#### Work order:
Note each line in the data holding the string "already" and report it.

#### Dataset excerpts:
-=-=-=-=-

//! Memory-mapped control block.
//!
//! This type moves bytes and nothing else: it knows offsets, not requests.
//! There is no locking. Each field has exactly one writing process, and the
//! three sequence words are published with release stores after the data they
//! guard, then read back with acquire loads.

use std::fs::{File, OpenOptions};
use std::path::{Path, PathBuf};
use std::sync::atomic::{AtomicU64, Ordering};

use memmap2::MmapMut;
use tracing::debug;

use crate::common::error::{CardError, CardResult};

use super::layout::REGION_SIZE;

/// A read-write mapping of the shared region.
pub struct ControlBlock {
    map: MmapMut,
    path: PathBuf,
}

impl ControlBlock {
    /// Map an existing backing file. Missing, read-only or undersized files are transport errors.
    pub fn open(path: impl AsRef<Path>) -> CardResult<Self> {
        let path = path.as_ref();
        let file = OpenOptions::new()
            .read(true)
            .write(true)
            .open(path)
            .map_err(|e| CardError::transport(format!("open {}: {e}", path.display())))?;
        Self::map_file(&file, path)
    }

    /// Create a new backing file sized to the full region and map it.
    ///
    /// Fails if the file already exists, so two requesters never share one region.
    pub fn create(path: impl AsRef<Path>) -> CardResult<Self> {
        let path = path.as_ref();
        let file = OpenOptions::new()
            .read(true)
            .write(true)
            .create_new(true)
            .open(path)
            .map_err(|e| CardError::transport(format!("create {}: {e}", path.display())))?;
        file.set_len(REGION_SIZE as u64)
            .map_err(|e| CardError::transport(format!("size {}: {e}", path.display())))?;
        Self::map_file(&file, path)
    }

    fn map_file(file: &File, path: &Path) -> CardResult<Self> {
        let len = file
            .metadata()
            .map_err(|e| CardError::transport(format!("stat {}: {e}", path.display())))?
            .len();
        if len < REGION_SIZE as u64 {
            return Err(CardError::transport(format!(
                "{} is {len} bytes, need at least {REGION_SIZE}",
                path.display()
            )));
        }

        // SAFETY: the mapping is shared with exactly one peer process that follows the
        // single-writer-per-field layout; nothing here truncates the file while mapped.
        let map = unsafe { MmapMut::map_mut(file) }
            .map_err(|e| CardError::transport(format!("mmap {}: {e}", path.display())))?;

        debug!(ev = "region_mapped", path = %path.display(), len);
        Ok(Self {
            map,
            path: path.to_path_buf(),
        })
    }

    pub fn path(&self) -> &Path {
        &self.path
    }

    pub fn len(&self) -> usize {
        self.map.len()
    }

    pub fn is_empty(&self) -> bool {
        self.map.is_empty()
    }

    /// # Panics
    /// If `offset + 4` lies outside the mapping. Header offsets never do.
    pub fn read_u32(&self, offset: usize) -> u32 {
        let mut raw = [0u8; 4];
        raw.copy_from_slice(&self.map[offset..offset + 4]);
        u32::from_le_bytes(raw)
    }

    pub fn write_u32(&mut self, offset: usize, value: u32) {
        self.map[offset..offset + 4].copy_from_slice(&value.to_le_bytes());
    }

    /// # Panics
    /// If `offset + 8` lies outside the mapping. Header offsets never do.
    pub fn read_u64(&self, offset: usize) -> u64 {
        let mut raw = [0u8; 8];
        raw.copy_from_slice(&self.map[offset..offset + 8]);
        u64::from_le_bytes(raw)
    }

    pub fn write_u64(&mut self, offset: usize, value: u64) {
        self.map[offset..offset + 8].copy_from_slice(&value.to_le_bytes());
    }

    pub fn read_f64(&self, offset: usize) -> f64 {
        f64::from_bits(self.read_u64(offset))
    }

    pub fn write_f64(&mut self, offset: usize, value: f64) {
        self.write_u64(offset, value.to_bits());
    }

    /// Borrow `len` bytes at `offset`.
    pub fn read_bytes(&self, offset: usize, len: usize) -> CardResult<&[u8]> {
        let end = self.checked_end(offset, len)?;
        Ok(&self.map[offset..end])
    }

    /// Copy `bytes` into the region at `offset`.
    pub fn write_bytes(&mut self, offset: usize, bytes: &[u8]) -> CardResult<()> {
        let end = self.checked_end(offset, bytes.len())?;
        self.map[offset..end].copy_from_slice(bytes);
        Ok(())
    }

    fn checked_end(&self, offset: usize, len: usize) -> CardResult<usize> {
        offset
            .checked_add(len)
            .filter(|end| *end <= self.map.len())
            .ok_or_else(|| {
                CardError::transport(format!(
                    "range {offset}+{len} outside region of {} bytes",
                    self.map.len()
                ))
            })
    }

    /// Acquire-load a sequence word written by the peer.
    pub fn load_seq(&self, offset: usize) -> u64 {
        u64::from_le(self.seq_word(offset).load(Ordering::Acquire))
    }

    /// Release-store a sequence word. Every write issued before this call is
    /// visible to a peer that observes the new value.
    pub fn publish_seq(&mut self, offset: usize, value: u64) {
        assert!(offset % 8 == 0 && offset + 8 <= self.map.len());
        // SAFETY: see `seq_word`; the pointer comes from the mutable mapping.
        let word = unsafe { &*(self.map.as_mut_ptr().add(offset) as *const AtomicU64) };
        word.store(value.to_le(), Ordering::Release);
    }

    fn seq_word(&self, offset: usize) -> &AtomicU64 {
        assert!(offset % 8 == 0 && offset + 8 <= self.map.len());
        // SAFETY: the mapping is page aligned and `offset` is a multiple of 8 inside
        // it, so the pointer is valid and aligned for AtomicU64. The word lives as
        // long as `self.map`.
        unsafe { &*(self.map.as_ptr().add(offset) as *const AtomicU64) }
    }

    /// Release the mapping. The backing file is left in place for its owner to remove.
    pub fn close(self) {
        debug!(ev = "region_unmapped", path = %self.path.display());
        drop(self.map);
    }
}
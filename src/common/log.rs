//! Logging setup.
//!
//! Events are emitted through `tracing` with an `ev` field naming the event,
//! plus `code` and `dur_us` where they apply. With `log_json` the subscriber
//! writes one JSON object per line.

use tracing::Level;
use tracing_subscriber::EnvFilter;

use super::config::AppCfg;

/// Map the numeric config level onto a tracing level.
pub fn level_for(log_level: u8) -> Level {
    match log_level {
        0 => Level::ERROR,
        1 => Level::INFO,
        2 => Level::DEBUG,
        _ => Level::TRACE,
    }
}

/// Install the global subscriber. `RUST_LOG` takes precedence over the configured level.
///
/// Calling this twice is harmless; the second install is ignored.
pub fn init(cfg: &AppCfg) {
    let level = level_for(cfg.log_level);
    let filter = EnvFilter::try_from_default_env()
        .unwrap_or_else(|_| EnvFilter::new(level.as_str().to_ascii_lowercase()));

    let builder = tracing_subscriber::fmt()
        .with_env_filter(filter)
        .with_writer(std::io::stderr);

    // Fails only when a subscriber is already installed; keep that one.
    if cfg.log_json {
        builder.json().with_current_span(false).try_init().ok();
    } else {
        builder.with_target(true).try_init().ok();
    }
}
//! Query engine collaborators for forwarded queries.

use std::io::{self, Write};
use std::process::{Command, Stdio};
use std::thread;
use std::time::Instant;

use tracing::debug;

use crate::common::error::{CardError, CardResult};

/// Executes query text and returns the engine's textual answer.
pub trait QueryEngine: Send {
    fn execute(&mut self, query: &str) -> CardResult<String>;
}

/// Placeholder used when no engine is configured; every query fails.
#[derive(Debug, Default, Clone, Copy)]
pub struct NoEngine;

impl QueryEngine for NoEngine {
    fn execute(&mut self, _query: &str) -> CardResult<String> {
        Err(CardError::Engine("no query engine configured".to_string()))
    }
}

/// Runs a shell command per query: query text on stdin, answer on stdout.
///
/// There is no timeout; a hung command stalls the caller.
// TODO: kill the child after a configurable deadline and report a Timeout error.
#[derive(Debug, Clone)]
pub struct CommandEngine {
    command: String,
}

impl CommandEngine {
    pub fn new(command: impl Into<String>) -> Self {
        Self {
            command: command.into(),
        }
    }
}

impl QueryEngine for CommandEngine {
    fn execute(&mut self, query: &str) -> CardResult<String> {
        let start = Instant::now();
        let mut child = Command::new("sh")
            .arg("-c")
            .arg(&self.command)
            .stdin(Stdio::piped())
            .stdout(Stdio::piped())
            .stderr(Stdio::piped())
            .spawn()
            .map_err(|e| CardError::Engine(format!("spawn `{}`: {e}", self.command)))?;

        // The child may fill stdout before it has read all of its input.
        let writer = child.stdin.take().map(|mut stdin| {
            let bytes = query.as_bytes().to_vec();
            thread::spawn(move || stdin.write_all(&bytes))
        });

        let output = child.wait_with_output()?;
        if let Some(writer) = writer {
            match writer.join() {
                Ok(Ok(())) => {}
                // A command that ignores its input may close the pipe early.
                Ok(Err(e)) if e.kind() == io::ErrorKind::BrokenPipe => {}
                Ok(Err(e)) => return Err(CardError::Io(e)),
                Err(_) => return Err(CardError::Engine("stdin writer panicked".to_string())),
            }
        }

        debug!(
            ev = "engine_exec",
            status = output.status.code().unwrap_or(-1),
            len = output.stdout.len(),
            dur_us = start.elapsed().as_micros() as u64,
        );
        if !output.status.success() {
            let stderr = String::from_utf8_lossy(&output.stderr);
            let detail = stderr.trim();
            return Err(CardError::Engine(if detail.is_empty() {
                format!("query command exited with {}", output.status)
            } else {
                detail.to_string()
            }));
        }
        Ok(String::from_utf8_lossy(&output.stdout).into_owned())
    }
}

#[cfg(test)]
mod tests {
    use std::sync::mpsc;
    use std::time::Duration;

    use super::*;

    /// Run `query` through `command` on a helper thread; `None` if it hangs.
    fn run_bounded(command: &str, query: String) -> Option<CardResult<String>> {
        let (tx, rx) = mpsc::channel();
        let mut engine = CommandEngine::new(command);
        thread::spawn(move || {
            let _ = tx.send(engine.execute(&query));
        });
        rx.recv_timeout(Duration::from_secs(10)).ok()
    }

    #[test]
    fn no_engine_always_fails() {
        let err = NoEngine.execute("select 1").err().expect("must fail");
        assert_eq!(err.to_string(), "engine: no query engine configured");
    }

    #[test]
    fn command_receives_query_on_stdin() {
        let mut engine = CommandEngine::new("tr a-z A-Z");
        assert_eq!(engine.execute("select 1").expect("run"), "SELECT 1");
    }

    #[test]
    fn failing_command_reports_stderr() {
        let mut engine = CommandEngine::new("echo 'no such table' >&2; exit 3");
        match engine.execute("select * from nope") {
            Err(CardError::Engine(msg)) => assert_eq!(msg, "no such table"),
            other => panic!("unexpected {other:?}"),
        }
    }

    #[test]
    fn silent_failure_reports_exit_status() {
        let mut engine = CommandEngine::new("exit 1");
        let err = engine.execute("q").err().expect("must fail");
        assert!(err.to_string().contains("exited with"));
    }

    #[test]
    fn query_larger_than_a_pipe_buffer_streams_through() {
        let query = "x".repeat(300 * 1024);
        let answer = run_bounded("cat", query.clone())
            .expect("command finished")
            .expect("run");
        assert_eq!(answer.len(), query.len());
        assert_eq!(answer, query);
    }

    #[test]
    fn command_that_ignores_a_large_query_still_answers() {
        let answer = run_bounded("echo done", "y".repeat(300 * 1024))
            .expect("command finished")
            .expect("run");
        assert_eq!(answer, "done\n");
    }
}
//! Construction parameters for [`GrowableArray`](crate::array::GrowableArray).

/// Capacity used by [`GrowableArray::new`](crate::array::GrowableArray::new).
pub const DEFAULT_CAPACITY: usize = 10;

/// Capacity multiplier applied when the backing buffer is full.
pub const DEFAULT_GROWTH_FACTOR: usize = 2;

const MIN_GROWTH_FACTOR: usize = 2;
const MAX_GROWTH_FACTOR: usize = 16;

/// How an array allocates its first buffer and how it grows.
///
/// With the `serde` feature enabled, missing fields take their defaults:
///
/// ```text
/// { "initial_capacity": 64 }   // growth_factor = 2
/// ```
#[derive(Debug, Clone, Copy, PartialEq, Eq)]
#[cfg_attr(feature = "serde", derive(serde::Serialize, serde::Deserialize))]
#[cfg_attr(feature = "serde", serde(default))]
pub struct Config {
    pub initial_capacity: usize,
    pub growth_factor: usize,
}

impl Config {
    pub fn new() -> Self {
        Config {
            initial_capacity: DEFAULT_CAPACITY,
            growth_factor: DEFAULT_GROWTH_FACTOR,
        }
    }

    pub fn with_initial_capacity(mut self, initial_capacity: usize) -> Self {
        self.initial_capacity = initial_capacity;
        self
    }

    /// Factors below 2 would not amortize appends and are raised to 2.
    /// Factors above 16 are lowered to 16.
    pub fn with_growth_factor(mut self, growth_factor: usize) -> Self {
        self.growth_factor = growth_factor;
        self
    }

    /// The growth factor actually used.
    pub fn effective_growth_factor(&self) -> usize {
        self.growth_factor.clamp(MIN_GROWTH_FACTOR, MAX_GROWTH_FACTOR)
    }
}

impl Default for Config {
    fn default() -> Self {
        Self::new()
    }
}

#[cfg(test)]
mod tests {
    use super::*;

    #[test]
    fn defaults() {
        let config = Config::default();
        assert_eq!(config.initial_capacity, 10);
        assert_eq!(config.growth_factor, 2);
    }

    #[test]
    fn builder_setters() {
        let config = Config::new().with_initial_capacity(3).with_growth_factor(4);
        assert_eq!(config.initial_capacity, 3);
        assert_eq!(config.effective_growth_factor(), 4);
    }

    #[test]
    fn small_growth_factor_is_raised() {
        assert_eq!(Config::new().with_growth_factor(0).effective_growth_factor(), 2);
        assert_eq!(Config::new().with_growth_factor(1).effective_growth_factor(), 2);
    }

    #[test]
    fn huge_growth_factor_is_lowered() {
        assert_eq!(Config::new().with_growth_factor(1 << 40).effective_growth_factor(), 16);
        assert_eq!(Config::new().with_growth_factor(usize::MAX).effective_growth_factor(), 16);
    }

    #[cfg(feature = "serde")]
    #[test]
    fn partial_document_fills_defaults() {
        let config: Config = serde_json::from_str(r#"{ "initial_capacity": 64 }"#).unwrap();
        assert_eq!(config, Config::new().with_initial_capacity(64));
    }
}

-=-=-=-=-

#### Answer section:
    /// Fails if the file already exists, so two requesters never share one region.
    // Fails only when a subscriber is already installed; keep that one.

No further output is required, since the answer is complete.